Six prospective cohort studies relating DM to subsequent risk of AF involving 5,436 incident cases of AF in 801,837 patients were identified. An additional cohort including 265 incident cases of AF in 28,449 patients reported on the association between impaired glucose tolerance and risk of AF ( Table 1 ). Three of the 7 cohort studies provided gender-specific estimates adjusted at least for age of the association between DM and AF; thus, 10 separate estimates of the relation contributed to this analysis.

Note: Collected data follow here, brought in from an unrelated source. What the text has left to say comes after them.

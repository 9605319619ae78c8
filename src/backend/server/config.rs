/**
 * Server Configuration
 *
 * Configuration is layered, later sources winning:
 *
 * 1. Built-in defaults
 * 2. A TOML file named by `MARKETCHAT_CONFIG`, if set
 * 3. Environment variables (`DATABASE_URL`, `JWT_SECRET`, `SERVER_PORT`,
 *    `CORS_ORIGIN`), including those loaded from a `.env` file
 *
 * ```toml
 * database_url = "sqlite:///var/lib/marketchat/chat.db?mode=rwc"
 * jwt_secret = "change-me"
 * port = 5000
 * cors_origin = "https://market.example.com"
 * ```
 */

use std::path::{Path, PathBuf};
use std::str::FromStr;

use serde::Deserialize;
use sqlx::sqlite::{SqliteConnectOptions, SqliteJournalMode, SqlitePool, SqlitePoolOptions};
use thiserror::Error;

/// Default SQLite database, created on first start
pub const DEFAULT_DATABASE_URL: &str = "sqlite://marketchat.db?mode=rwc";

/// Default HTTP port
pub const DEFAULT_PORT: u16 = 5000;

/// Secret used in debug builds when `JWT_SECRET` is unset
const DEV_JWT_SECRET: &str = "marketchat-dev-secret-change-in-production";

/// Configuration errors
#[derive(Debug, Error)]
pub enum ConfigError {
    #[error("failed to read config file {path}: {source}")]
    Io {
        path: PathBuf,
        #[source]
        source: std::io::Error,
    },
    #[error("invalid config file: {0}")]
    Parse(#[from] toml::de::Error),
    #[error("invalid SERVER_PORT: {0}")]
    InvalidPort(String),
    #[error("missing value: {0}")]
    MissingValue(&'static str),
}

/// Fully resolved server configuration
#[derive(Debug, Clone)]
pub struct ServerConfig {
    /// sqlx SQLite connection URL
    pub database_url: String,
    /// HMAC secret used to verify bearer tokens
    pub jwt_secret: String,
    /// Port the HTTP server binds on all interfaces
    pub port: u16,
    /// Allowed browser origin; any origin when unset
    pub cors_origin: Option<String>,
}

/// Optional values read from the TOML file
#[derive(Debug, Default, Deserialize)]
#[serde(deny_unknown_fields)]
struct FileConfig {
    database_url: Option<String>,
    jwt_secret: Option<String>,
    port: Option<u16>,
    cors_origin: Option<String>,
}

impl FileConfig {
    fn read(path: &Path) -> Result<Self, ConfigError> {
        let text = std::fs::read_to_string(path).map_err(|source| ConfigError::Io {
            path: path.to_path_buf(),
            source,
        })?;
        Ok(toml::from_str(&text)?)
    }
}

impl ServerConfig {
    /// Configuration with defaults for everything but the secret
    pub fn new(database_url: impl Into<String>, jwt_secret: impl Into<String>) -> Self {
        Self {
            database_url: database_url.into(),
            jwt_secret: jwt_secret.into(),
            port: DEFAULT_PORT,
            cors_origin: None,
        }
    }

    /// Load configuration from `.env`, the optional TOML file and the environment.
    pub fn load() -> Result<Self, ConfigError> {
        dotenv::dotenv().ok();

        let file = match std::env::var("MARKETCHAT_CONFIG") {
            Ok(path) => {
                tracing::info!("Reading configuration from {}", path);
                FileConfig::read(Path::new(&path))?
            }
            Err(_) => FileConfig::default(),
        };

        Self::resolve(file, |key| std::env::var(key).ok())
    }

    fn resolve(
        file: FileConfig,
        env: impl Fn(&str) -> Option<String>,
    ) -> Result<Self, ConfigError> {
        let database_url = env("DATABASE_URL")
            .or(file.database_url)
            .unwrap_or_else(|| DEFAULT_DATABASE_URL.to_string());

        let port = match env("SERVER_PORT") {
            Some(raw) => raw.parse::<u16>().map_err(|_| ConfigError::InvalidPort(raw))?,
            None => file.port.unwrap_or(DEFAULT_PORT),
        };

        let jwt_secret = match env("JWT_SECRET").or(file.jwt_secret) {
            Some(secret) if !secret.is_empty() => secret,
            _ if cfg!(debug_assertions) => {
                tracing::warn!("JWT_SECRET not set, using the development secret");
                DEV_JWT_SECRET.to_string()
            }
            _ => return Err(ConfigError::MissingValue("JWT_SECRET")),
        };

        let cors_origin = env("CORS_ORIGIN").or(file.cors_origin);

        Ok(Self {
            database_url,
            jwt_secret,
            port,
            cors_origin,
        })
    }
}

/// Open the SQLite pool and bring the schema up to date.
pub async fn load_database(config: &ServerConfig) -> Result<SqlitePool, sqlx::Error> {
    tracing::info!("Connecting to database...");

    let options = SqliteConnectOptions::from_str(&config.database_url)?
        .create_if_missing(true)
        .journal_mode(SqliteJournalMode::Wal)
        .foreign_keys(true);

    let pool = SqlitePoolOptions::new()
        .max_connections(8)
        .connect_with(options)
        .await?;

    tracing::info!("Database connection pool created successfully");

    run_migrations(&pool).await?;

    Ok(pool)
}

/// Apply the embedded migrations in `migrations/`.
pub async fn run_migrations(pool: &SqlitePool) -> Result<(), sqlx::Error> {
    tracing::info!("Running database migrations...");
    sqlx::migrate!()
        .run(pool)
        .await
        .map_err(|e| sqlx::Error::Migrate(Box::new(e)))?;
    tracing::info!("Database migrations completed successfully");
    Ok(())
}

All but 1 of the studies were from populations in North America (n = 2) or Europe (n = 4), with the remaining study from Japan.
Characteristics of cohort study participants are presented in Table 1 . Four case–control studies including information on 103,267 cases of prevalent AF in 884,260 patients are included in this review ( Table 2 ). One of the 4 case–control studies provided gender-specific estimates; hence, there were 5 separate estimates from these 4 studies that contributed to this analysis. The following analyses are therefore based on 108,703 cases of AF in 1,686,097 patients.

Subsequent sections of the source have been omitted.